#### [ABOUT THIS EXERCISE]
The answer is every line in the data below that contains the word "OwnerMismatch".
::::::
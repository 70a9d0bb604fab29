//! Hashed time-lock contract scripts.
//!
//! Before the deadline the recipient may claim the token by revealing a
//! preimage of `hash_info.hash`; from the deadline on the sender may reclaim
//! it. The preimage must also be published in the transfer metadata under
//! the claim key, and an output locked by a script must publish the lock
//! key, so each script hash appears exactly once in a transaction.

use std::collections::BTreeMap;

use serde::{Deserialize, Serialize};
use tessera_crypto::{blake2b_256, sha256};
use tessera_types::{Identity, Timestamp};

use crate::deserializer::{OwnerResolver, TypedVerifierDeserializer};
use crate::error::IdentityError;
use crate::typed::Owner;
use crate::verifier::Verifier;

const CLAIM_KEY_PREFIX: &str = "htlc.clk.";
const LOCK_KEY_PREFIX: &str = "htlc.lk.";

#[derive(Clone, Copy, Debug, PartialEq, Eq, Serialize, Deserialize)]
pub enum HashFunction {
    Sha256,
    Blake2b256,
}

#[derive(Clone, Copy, Debug, PartialEq, Eq, Serialize, Deserialize)]
pub enum Encoding {
    None,
    Hex,
}

#[derive(Clone, Debug, PartialEq, Eq, Serialize, Deserialize)]
pub struct HashInfo {
    pub hash: Vec<u8>,
    pub hash_func: HashFunction,
    pub encoding: Encoding,
}

impl HashInfo {
    /// Compute the image of `preimage` under this hash function and encoding.
    pub fn image(&self, preimage: &[u8]) -> Vec<u8> {
        let digest = match self.hash_func {
            HashFunction::Sha256 => sha256(preimage),
            HashFunction::Blake2b256 => blake2b_256(preimage),
        };
        match self.encoding {
            Encoding::None => digest.to_vec(),
            Encoding::Hex => hex::encode(digest).into_bytes(),
        }
    }

    pub fn validate(&self) -> Result<(), IdentityError> {
        if self.hash.is_empty() {
            return Err(IdentityError::InvalidScript("hash is not set".into()));
        }
        Ok(())
    }
}

/// The script an HTLC owner identity carries.
#[derive(Clone, Debug, PartialEq, Eq, Serialize, Deserialize)]
pub struct Script {
    pub sender: Identity,
    pub recipient: Identity,
    pub deadline: Timestamp,
    pub hash_info: HashInfo,
}

impl Script {
    pub fn from_bytes(raw: &[u8]) -> Result<Self, IdentityError> {
        bincode::deserialize(raw).map_err(|e| IdentityError::malformed("htlc", e))
    }

    pub fn to_bytes(&self) -> Result<Vec<u8>, IdentityError> {
        bincode::serialize(self).map_err(|e| IdentityError::malformed("htlc", e))
    }

    /// Structural checks plus the deadline: a script may only lock a new
    /// output while its deadline lies in the future.
    pub fn validate(&self, now: Timestamp) -> Result<(), IdentityError> {
        if self.sender.is_none() {
            return Err(IdentityError::InvalidScript("sender not set".into()));
        }
        if self.recipient.is_none() {
            return Err(IdentityError::InvalidScript("recipient not set".into()));
        }
        if now.has_reached(self.deadline) {
            return Err(IdentityError::ScriptExpired {
                deadline: self.deadline,
                now,
            });
        }
        self.hash_info.validate()
    }
}

/// Whether a spend of an HTLC input claims or reclaims it.
#[derive(Clone, Copy, Debug, PartialEq, Eq)]
pub enum Operation {
    Claim,
    Reclaim,
}

/// Recipient's claim: a signature over `message || preimage`.
#[derive(Clone, Debug, PartialEq, Eq, Serialize, Deserialize)]
pub struct ClaimSignature {
    pub recipient_signature: Vec<u8>,
    pub preimage: Vec<u8>,
}

/// Signature carried by a spend of an HTLC-owned input.
#[derive(Clone, Debug, PartialEq, Eq, Serialize, Deserialize)]
pub enum HtlcSignature {
    Claim(ClaimSignature),
    Reclaim(Vec<u8>),
}

impl HtlcSignature {
    pub fn from_bytes(raw: &[u8]) -> Result<Self, IdentityError> {
        bincode::deserialize(raw).map_err(|e| IdentityError::InvalidSignature(e.to_string()))
    }

    pub fn to_bytes(&self) -> Result<Vec<u8>, IdentityError> {
        bincode::serialize(self).map_err(|e| IdentityError::InvalidSignature(e.to_string()))
    }

    pub fn operation(&self) -> Operation {
        match self {
            HtlcSignature::Claim(_) => Operation::Claim,
            HtlcSignature::Reclaim(_) => Operation::Reclaim,
        }
    }
}

/// Metadata key a claim must publish the preimage under.
pub fn claim_key(image: &[u8]) -> String {
    format!("{CLAIM_KEY_PREFIX}{}", hex::encode(image))
}

/// Metadata key a locking output must publish.
pub fn lock_key(hash: &[u8]) -> String {
    format!("{LOCK_KEY_PREFIX}{}", hex::encode(hash))
}

pub fn lock_value(hash: &[u8]) -> Vec<u8> {
    hex::encode(hash).into_bytes()
}

/// Decide whether spending an HTLC input into `output_owner` at `now` is a
/// claim or a reclaim. Before the deadline only the recipient may receive
/// the token; from the deadline on only the sender.
pub fn verify_owner(
    input_owner: &Identity,
    output_owner: &Identity,
    now: Timestamp,
) -> Result<(Script, Operation), IdentityError> {
    let script = match Owner::decode(input_owner)? {
        Owner::Htlc(script) => script,
        other => {
            return Err(IdentityError::InvalidScript(format!(
                "input owner is a {} identity",
                other.kind()
            )))
        }
    };
    if now.has_reached(script.deadline) {
        if &script.sender != output_owner {
            return Err(IdentityError::OwnerMismatch { expected: "sender" });
        }
        Ok((script, Operation::Reclaim))
    } else {
        if &script.recipient != output_owner {
            return Err(IdentityError::OwnerMismatch {
                expected: "recipient",
            });
        }
        Ok((script, Operation::Claim))
    }
}

/// Check that a claim published its preimage under the claim key.
///
/// Returns the key to count, or `None` for a reclaim.
pub fn metadata_claim_key_check(
    metadata: &BTreeMap<String, Vec<u8>>,
    script: &Script,
    op: Operation,
    signature: &[u8],
) -> Result<Option<String>, IdentityError> {
    let claim = match (op, HtlcSignature::from_bytes(signature)?) {
        (Operation::Reclaim, HtlcSignature::Reclaim(_)) => return Ok(None),
        (Operation::Claim, HtlcSignature::Claim(claim)) => claim,
        (expected, _) => {
            return Err(IdentityError::InvalidSignature(format!(
                "signature does not match the {expected:?} operation"
            )))
        }
    };
    if claim.preimage.is_empty() || claim.recipient_signature.is_empty() {
        return Err(IdentityError::InvalidSignature(
            "expected a valid claim preimage and recipient signature".into(),
        ));
    }

    let image = script.hash_info.image(&claim.preimage);
    let key = claim_key(&image);
    match metadata.get(&key) {
        None => Err(IdentityError::MissingMetadata { kind: "claim", key }),
        Some(value) if *value != claim.preimage => {
            Err(IdentityError::MetadataMismatch { kind: "claim", key })
        }
        Some(_) => Ok(Some(key)),
    }
}

/// Check that an output locked by `script` published its lock key.
pub fn metadata_lock_key_check(
    metadata: &BTreeMap<String, Vec<u8>>,
    script: &Script,
) -> Result<String, IdentityError> {
    let key = lock_key(&script.hash_info.hash);
    match metadata.get(&key) {
        None => Err(IdentityError::MissingMetadata { kind: "lock", key }),
        Some(value) if *value != lock_value(&script.hash_info.hash) => {
            Err(IdentityError::MetadataMismatch { kind: "lock", key })
        }
        Some(_) => Ok(key),
    }
}

/// Verifies spends of an HTLC-owned token.
///
/// Deadlines are not checked here: the transfer validator decides claim or
/// reclaim from the validation timestamp and the output owner.
pub struct HtlcVerifier {
    sender: Box<dyn Verifier>,
    recipient: Box<dyn Verifier>,
    hash_info: HashInfo,
}

impl HtlcVerifier {
    pub fn new(
        sender: Box<dyn Verifier>,
        recipient: Box<dyn Verifier>,
        hash_info: HashInfo,
    ) -> Self {
        Self {
            sender,
            recipient,
            hash_info,
        }
    }
}

impl Verifier for HtlcVerifier {
    fn verify(&self, message: &[u8], signature: &[u8]) -> Result<(), IdentityError> {
        match HtlcSignature::from_bytes(signature)? {
            HtlcSignature::Claim(claim) => {
                if self.hash_info.image(&claim.preimage) != self.hash_info.hash {
                    return Err(IdentityError::InvalidSignature(
                        "hash mismatch: image(preimage) != hash".into(),
                    ));
                }
                let mut signed = message.to_vec();
                signed.extend_from_slice(&claim.preimage);
                self.recipient.verify(&signed, &claim.recipient_signature)
            }
            HtlcSignature::Reclaim(sender_signature) => {
                self.sender.verify(message, &sender_signature)
            }
        }
    }
}

/// Table entry for the `htlc` owner tag.
#[derive(Debug, Default)]
pub struct HtlcDeserializer;

impl TypedVerifierDeserializer for HtlcDeserializer {
    fn verifier(
        &self,
        payload: &[u8],
        resolver: &dyn OwnerResolver,
    ) -> Result<Box<dyn Verifier>, IdentityError> {
        let script = Script::from_bytes(payload)?;
        let sender = resolver.owner_verifier(&script.sender)?;
        let recipient = resolver.owner_verifier(&script.recipient)?;
        Ok(Box::new(HtlcVerifier::new(sender, recipient, script.hash_info)))
    }

    fn recipients(
        &self,
        _owner: &Identity,
        payload: &[u8],
        resolver: &dyn OwnerResolver,
    ) -> Result<Vec<Identity>, IdentityError> {
        let script = Script::from_bytes(payload)?;
        resolver.owner_recipients(&script.recipient)
    }
}

#[cfg(test)]
mod tests {
    use super::*;
    use tessera_crypto::{keypair_from_seed, sign_message};
    use tessera_types::KeyPair;

    fn plain(kp: &KeyPair) -> Identity {
        Owner::plain(&kp.public).unwrap()
    }

    fn script(sender: &KeyPair, recipient: &KeyPair, preimage: &[u8], deadline: u64) -> Script {
        let mut hash_info = HashInfo {
            hash: Vec::new(),
            hash_func: HashFunction::Sha256,
            encoding: Encoding::None,
        };
        hash_info.hash = hash_info.image(preimage);
        Script {
            sender: plain(sender),
            recipient: plain(recipient),
            deadline: Timestamp::new(deadline),
            hash_info,
        }
    }

    #[test]
    fn owner_before_deadline_must_be_recipient() {
        let (s, r) = (keypair_from_seed(&[1; 32]), keypair_from_seed(&[2; 32]));
        let sc = script(&s, &r, b"secret", 100);
        let input = Owner::Htlc(sc.clone()).encode().unwrap();

        let (_, op) = verify_owner(&input, &plain(&r), Timestamp::new(99)).unwrap();
        assert_eq!(op, Operation::Claim);
        assert!(matches!(
            verify_owner(&input, &plain(&s), Timestamp::new(99)),
            Err(IdentityError::OwnerMismatch {
                expected: "recipient"
            })
        ));
    }

    #[test]
    fn owner_at_deadline_must_be_sender() {
        let (s, r) = (keypair_from_seed(&[1; 32]), keypair_from_seed(&[2; 32]));
        let input = Owner::Htlc(script(&s, &r, b"secret", 100)).encode().unwrap();

        let (_, op) = verify_owner(&input, &plain(&s), Timestamp::new(100)).unwrap();
        assert_eq!(op, Operation::Reclaim);
        assert!(verify_owner(&input, &plain(&r), Timestamp::new(100)).is_err());
    }

    #[test]
    fn script_validate_rejects_elapsed_deadline() {
        let (s, r) = (keypair_from_seed(&[1; 32]), keypair_from_seed(&[2; 32]));
        let sc = script(&s, &r, b"secret", 100);
        assert!(sc.validate(Timestamp::new(50)).is_ok());
        assert!(matches!(
            sc.validate(Timestamp::new(100)),
            Err(IdentityError::ScriptExpired { .. })
        ));
    }

    #[test]
    fn claim_key_check_requires_published_preimage() {
        let (s, r) = (keypair_from_seed(&[1; 32]), keypair_from_seed(&[2; 32]));
        let sc = script(&s, &r, b"secret", 100);
        let sig = HtlcSignature::Claim(ClaimSignature {
            recipient_signature: vec![1; 64],
            preimage: b"secret".to_vec(),
        })
        .to_bytes()
        .unwrap();

        let mut metadata = BTreeMap::new();
        assert!(matches!(
            metadata_claim_key_check(&metadata, &sc, Operation::Claim, &sig),
            Err(IdentityError::MissingMetadata { kind: "claim", .. })
        ));

        let key = claim_key(&sc.hash_info.hash);
        metadata.insert(key.clone(), b"wrong".to_vec());
        assert!(matches!(
            metadata_claim_key_check(&metadata, &sc, Operation::Claim, &sig),
            Err(IdentityError::MetadataMismatch { .. })
        ));

        metadata.insert(key.clone(), b"secret".to_vec());
        assert_eq!(
            metadata_claim_key_check(&metadata, &sc, Operation::Claim, &sig).unwrap(),
            Some(key)
        );
    }

    #[test]
    fn reclaim_counts_no_key() {
        let (s, r) = (keypair_from_seed(&[1; 32]), keypair_from_seed(&[2; 32]));
        let sc = script(&s, &r, b"secret", 100);
        let sig = HtlcSignature::Reclaim(vec![1; 64]).to_bytes().unwrap();
        assert_eq!(
            metadata_claim_key_check(&BTreeMap::new(), &sc, Operation::Reclaim, &sig).unwrap(),
            None
        );
        assert!(metadata_claim_key_check(&BTreeMap::new(), &sc, Operation::Claim, &sig).is_err());
    }

    #[test]
    fn lock_key_check() {
        let (s, r) = (keypair_from_seed(&[1; 32]), keypair_from_seed(&[2; 32]));
        let sc = script(&s, &r, b"secret", 100);
        let mut metadata = BTreeMap::new();
        assert!(metadata_lock_key_check(&metadata, &sc).is_err());
        metadata.insert(lock_key(&sc.hash_info.hash), lock_value(&sc.hash_info.hash));
        assert_eq!(
            metadata_lock_key_check(&metadata, &sc).unwrap(),
            lock_key(&sc.hash_info.hash)
        );
    }

    #[test]
    fn verifier_accepts_claim_and_reclaim() {
        let (s, r) = (keypair_from_seed(&[1; 32]), keypair_from_seed(&[2; 32]));
        let sc = script(&s, &r, b"secret", 100);
        let verifier = HtlcVerifier::new(
            Box::new(crate::plain::PlainVerifier::new(s.public.clone())),
            Box::new(crate::plain::PlainVerifier::new(r.public.clone())),
            sc.hash_info.clone(),
        );

        let claim = HtlcSignature::Claim(ClaimSignature {
            recipient_signature: sign_message(b"msgsecret", &r.private).to_vec(),
            preimage: b"secret".to_vec(),
        });
        assert!(verifier.verify(b"msg", &claim.to_bytes().unwrap()).is_ok());

        let wrong = HtlcSignature::Claim(ClaimSignature {
            recipient_signature: sign_message(b"msgnope", &r.private).to_vec(),
            preimage: b"nope".to_vec(),
        });
        assert!(verifier.verify(b"msg", &wrong.to_bytes().unwrap()).is_err());

        let reclaim = HtlcSignature::Reclaim(sign_message(b"msg", &s.private).to_vec());
        assert!(verifier.verify(b"msg", &reclaim.to_bytes().unwrap()).is_ok());
    }

    #[test]
    fn hex_encoding_changes_image() {
        let raw = HashInfo {
            hash: vec![],
            hash_func: HashFunction::Blake2b256,
            encoding: Encoding::None,
        };
        let hexed = HashInfo {
            encoding: Encoding::Hex,
            ..raw.clone()
        };
        assert_eq!(hexed.image(b"p"), hex::encode(raw.image(b"p")).into_bytes());
    }
}
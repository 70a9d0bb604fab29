use std::cell::RefCell;
use std::collections::BTreeMap;

use proptest::prelude::*;

use tessera_ledger::keys::{create_composite_key, split_composite_key, token_key};
use tessera_ledger::{
    Action, IssueAction, Ledger, LedgerError, Metadata, StateReader, TransferAction, Translator,
    TranslatorError,
};
use tessera_types::TokenId;

#[derive(Default)]
struct MemLedger(RefCell<BTreeMap<String, Vec<u8>>>);

impl StateReader for MemLedger {
    fn get_state(&self, _ns: &str, key: &str) -> Result<Vec<u8>, LedgerError> {
        Ok(self.0.borrow().get(key).cloned().unwrap_or_default())
    }
    fn get_state_metadata(&self, _ns: &str, _key: &str) -> Result<Metadata, LedgerError> {
        Ok(Metadata::new())
    }
}

impl Ledger for MemLedger {
    fn set_state(&self, _ns: &str, key: &str, value: &[u8]) -> Result<(), LedgerError> {
        self.0.borrow_mut().insert(key.to_string(), value.to_vec());
        Ok(())
    }
    fn delete_state(&self, _ns: &str, key: &str) -> Result<(), LedgerError> {
        self.0.borrow_mut().remove(key);
        Ok(())
    }
    fn set_state_metadata(&self, _ns: &str, _key: &str, _m: &Metadata) -> Result<(), LedgerError> {
        Ok(())
    }
}

struct Issue(usize, Metadata);

impl IssueAction for Issue {
    fn num_outputs(&self) -> usize {
        self.0
    }
    fn serialized_outputs(&self) -> Result<Vec<Vec<u8>>, TranslatorError> {
        Ok(vec![vec![1]; self.0])
    }
    fn metadata(&self) -> &Metadata {
        &self.1
    }
}

struct Spend(Vec<TokenId>, Metadata);

impl TransferAction for Spend {
    fn input_ids(&self) -> Vec<TokenId> {
        self.0.clone()
    }
    fn serial_numbers(&self) -> Vec<String> {
        Vec::new()
    }
    fn is_graph_hiding(&self) -> bool {
        false
    }
    fn num_outputs(&self) -> usize {
        1
    }
    fn is_redeem_at(&self, _index: usize) -> bool {
        false
    }
    fn serialize_output_at(&self, _index: usize) -> Result<Vec<u8>, TranslatorError> {
        Ok(vec![2])
    }
    fn metadata(&self) -> &Metadata {
        &self.1
    }
}

proptest! {
    /// Issues within one transaction never collide, and replaying the
    /// transaction id is rejected before any write.
    #[test]
    fn issued_keys_are_unique(sizes in prop::collection::vec(1usize..5, 1..6)) {
        let ledger = MemLedger::default();
        let mut t = Translator::new("tx", &ledger, "ns");
        for n in &sizes {
            t.write(Action::Issue(&Issue(*n, Metadata::new()))).unwrap();
        }
        let total: usize = sizes.iter().sum();
        prop_assert_eq!(ledger.0.borrow().len(), total);

        let mut replay = Translator::new("tx", &ledger, "ns");
        let result = replay.write(Action::Issue(&Issue(sizes[0], Metadata::new())));
        prop_assert!(matches!(result, Err(TranslatorError::TokenExists(_))));
        prop_assert_eq!(ledger.0.borrow().len(), total);
    }

    /// A spent input can never be spent again.
    #[test]
    fn inputs_spend_once(n in 1usize..6, pick in 0usize..6) {
        let pick = pick % n;
        let ledger = MemLedger::default();
        Translator::new("mint", &ledger, "ns")
            .write(Action::Issue(&Issue(n, Metadata::new())))
            .unwrap();

        let spend = Spend(vec![TokenId::new("mint", pick as u64)], Metadata::new());
        Translator::new("t1", &ledger, "ns").write(Action::Transfer(&spend)).unwrap();
        let before = ledger.0.borrow().clone();

        let result = Translator::new("t2", &ledger, "ns").write(Action::Transfer(&spend));
        prop_assert!(matches!(result, Err(TranslatorError::AlreadySpent(_))));
        prop_assert_eq!(&*ledger.0.borrow(), &before);
    }

    /// Composite keys split back into their components.
    #[test]
    fn composite_keys_split(
        object in "[a-z]{1,8}",
        attrs in prop::collection::vec("[a-zA-Z0-9._-]{0,10}", 0..4),
    ) {
        let refs: Vec<&str> = attrs.iter().map(String::as_str).collect();
        let key = create_composite_key(&object, &refs).unwrap();
        let (o, a) = split_composite_key(&key).unwrap();
        prop_assert_eq!(o, object);
        prop_assert_eq!(a, attrs);
    }

    /// Token keys of distinct ids differ.
    #[test]
    fn token_keys_injective(
        tx_a in "[a-z0-9]{1,8}",
        tx_b in "[a-z0-9]{1,8}",
        a in any::<u64>(),
        b in any::<u64>(),
    ) {
        prop_assume!((tx_a.as_str(), a) != (tx_b.as_str(), b));
        prop_assert_ne!(token_key(&tx_a, a).unwrap(), token_key(&tx_b, b).unwrap());
    }
}
//! Cryptographic primitives for the token protocol.
//!
//! - **Ed25519** for plain-identity signatures
//! - **SHA-256** for HTLC images, setup hashes and token-request digests
//! - **Blake2b** as the alternative HTLC hash function

pub mod error;
pub mod hash;
pub mod keys;
pub mod sign;

pub use error::CryptoError;
pub use hash::{blake2b_256, sha256};
pub use keys::{generate_keypair, keypair_from_seed};
pub use sign::{sign_message, verify_signature};
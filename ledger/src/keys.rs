//! Composite ledger keys.
//!
//! A composite key is `"\0" object_type "\0" attr_1 "\0" ... attr_n "\0"`.
//! Components may not contain the separator or the maximum rune, so no two
//! distinct component lists can produce the same key.

use tessera_types::TokenId;

use crate::error::KeyError;

pub const NAMESPACE_SEPARATOR: char = '\u{0}';
pub const MAX_UNICODE_RUNE: char = '\u{10FFFF}';

pub const TOKEN_KEY_PREFIX: &str = "ztoken";
pub const ISSUED_HISTORY_PREFIX: &str = "issued";
pub const SETUP_KEY: &str = "setup";
pub const HASH_KEY: &str = "hash";
pub const TOKEN_REQUEST_KEY: &str = "token_request";
pub const SERIAL_NUMBER_KEY: &str = "sn";
pub const ISSUE_ACTION_METADATA_KEY: &str = "iam";
pub const TRANSFER_ACTION_METADATA_KEY: &str = "tam";

/// Reject components containing the separator or the maximum rune.
pub fn validate_component(component: &str) -> Result<(), KeyError> {
    for c in component.chars() {
        if c == NAMESPACE_SEPARATOR || c == MAX_UNICODE_RUNE {
            return Err(KeyError::ReservedRune {
                component: component.escape_default().to_string(),
                rune: c as u32,
            });
        }
    }
    Ok(())
}

/// Like [`validate_component`] for raw bytes, which must also be UTF-8.
pub fn validate_component_bytes(component: &[u8]) -> Result<&str, KeyError> {
    let s = std::str::from_utf8(component).map_err(|_| KeyError::InvalidUtf8(component.to_vec()))?;
    validate_component(s)?;
    Ok(s)
}

pub fn create_composite_key(object_type: &str, attributes: &[&str]) -> Result<String, KeyError> {
    validate_component(object_type)?;
    let mut key = String::with_capacity(
        2 + object_type.len() + attributes.iter().map(|a| a.len() + 1).sum::<usize>(),
    );
    key.push(NAMESPACE_SEPARATOR);
    key.push_str(object_type);
    key.push(NAMESPACE_SEPARATOR);
    for attribute in attributes {
        validate_component(attribute)?;
        key.push_str(attribute);
        key.push(NAMESPACE_SEPARATOR);
    }
    Ok(key)
}

/// Inverse of [`create_composite_key`].
pub fn split_composite_key(key: &str) -> Result<(String, Vec<String>), KeyError> {
    let inner = key
        .strip_prefix(NAMESPACE_SEPARATOR)
        .and_then(|k| k.strip_suffix(NAMESPACE_SEPARATOR))
        .ok_or_else(|| KeyError::NotComposite(key.escape_default().to_string()))?;
    let mut parts = inner.split(NAMESPACE_SEPARATOR).map(str::to_string);
    let object_type = parts
        .next()
        .filter(|t| !t.is_empty())
        .ok_or_else(|| KeyError::NotComposite(key.escape_default().to_string()))?;
    Ok((object_type, parts.collect()))
}

/// Key of the output at `index` of transaction `tx_id`.
pub fn token_key(tx_id: &str, index: u64) -> Result<String, KeyError> {
    create_composite_key(TOKEN_KEY_PREFIX, &[tx_id, &index.to_string()])
}

pub fn token_key_for(id: &TokenId) -> Result<String, KeyError> {
    token_key(&id.tx_id, id.index)
}

/// Recover the token id from a key built by [`token_key`].
pub fn token_id_from_key(key: &str) -> Result<TokenId, KeyError> {
    let not_token = || KeyError::NotTokenKey(key.escape_default().to_string());
    let (object_type, attributes) = split_composite_key(key)?;
    match (object_type.as_str(), attributes.as_slice()) {
        (TOKEN_KEY_PREFIX, [tx_id, index]) => {
            let index = index.parse().map_err(|_| not_token())?;
            Ok(TokenId::new(tx_id.clone(), index))
        }
        _ => Err(not_token()),
    }
}

pub fn serial_number_key(serial_number: &str) -> Result<String, KeyError> {
    create_composite_key(TOKEN_KEY_PREFIX, &[SERIAL_NUMBER_KEY, serial_number])
}

pub fn setup_key() -> Result<String, KeyError> {
    create_composite_key(TOKEN_KEY_PREFIX, &[SETUP_KEY])
}

pub fn setup_hash_key() -> Result<String, KeyError> {
    create_composite_key(TOKEN_KEY_PREFIX, &[SETUP_KEY, HASH_KEY])
}

pub fn token_request_key(tx_id: &str) -> Result<String, KeyError> {
    create_composite_key(TOKEN_KEY_PREFIX, &[TOKEN_REQUEST_KEY, tx_id])
}

pub fn issue_action_metadata_key(key: &str) -> Result<String, KeyError> {
    create_composite_key(TOKEN_KEY_PREFIX, &[ISSUE_ACTION_METADATA_KEY, key])
}

pub fn transfer_action_metadata_key(key: &str) -> Result<String, KeyError> {
    create_composite_key(TOKEN_KEY_PREFIX, &[TRANSFER_ACTION_METADATA_KEY, key])
}

pub fn issued_history_key(tx_id: &str, index: u64) -> Result<String, KeyError> {
    create_composite_key(ISSUED_HISTORY_PREFIX, &[tx_id, &index.to_string()])
}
::::::
#### [ANSWER AREA]
            return Err(IdentityError::OwnerMismatch { expected: "sender" });
            return Err(IdentityError::OwnerMismatch {
            Err(IdentityError::OwnerMismatch {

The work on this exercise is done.